We have all asked ourselves – Do Yellowfish stay in one place, do they move around – how far do they move around upstream and downstream. Findings related to the above questions were recently published in a research paper entilted: “Habitat preferences and movement of adult yellowfishes in the Vaal River, South Africa” by Gordon C. O’Brien from the Water Research Group, Unit for Environmental Sciences and Management, North-West University.
O’Brien GC, Jacobs F, Cronje L, Wepener V, Smit NJ. Habitat preferences and movement of adult yellowfishes in the Vaal River, South Africa. S Afr J Sci. 2013;109(7/8), Art. #0095, 8 pages. http://dx.doi.org/10.1590/ sajs.2013/20120095
The yellowfishes of the Vaal River (Labeobarbus kimberleyensis and L. aeneus) are charismatic, socially and economically important fishes, but very little is known about their interspecies habitat preferences and movement.
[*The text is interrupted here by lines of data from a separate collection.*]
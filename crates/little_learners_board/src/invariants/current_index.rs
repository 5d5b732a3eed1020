//! Current player index invariant.

use super::Invariant;
use crate::GameState;

/// Invariant: while playing, the current index points into the roster.
pub struct CurrentIndexInvariant;

impl Invariant<GameState> for CurrentIndexInvariant {
    fn holds(state: &GameState) -> bool {
        match state.current_player_index() {
            Some(index) => index < state.players().len(),
            None => true,
        }
    }

    fn description() -> &'static str {
        "Current player index is valid while playing"
    }
}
This study is the first behavioural study of yellowfish in the Vaal River using radio transmitters to characterise habitat preferences and movement patterns. A total of 22 adult L. kimberleyensis and 13 adult L. aeneus individuals were tracked for between 1 month and 1 year from 23 September 2006 to 16 May 2010. Radio telemetry revealed that yellowfish established routine daily behavioural patterns through which the habitat preferences and movement of the species could be established. Home ranges of the yellowfish ranged from 1 km to more than 12 km in the Vaal River depending on the species and habitat availability. Habitat preferences varied between species and included deep slow-flowing habitats with associated cover features particularly in winter for L. kimberleyensis and shallow fast-flowing habitats particularly for L. aeneus in spring, summer and autumn. Changes in flows, habitat availability and atmospheric pressure affected the movement of yellowfish. The biology and ecology of the yellowfish in the Vaal River is noticeably more complicated and dynamic than previously documented. We recommend that the behavioural ecology of these and other yellowfish populations in the Vaal River should continue to be characterised, and the use of the movement of yellowfish be developed as an indicator of ecosystem change.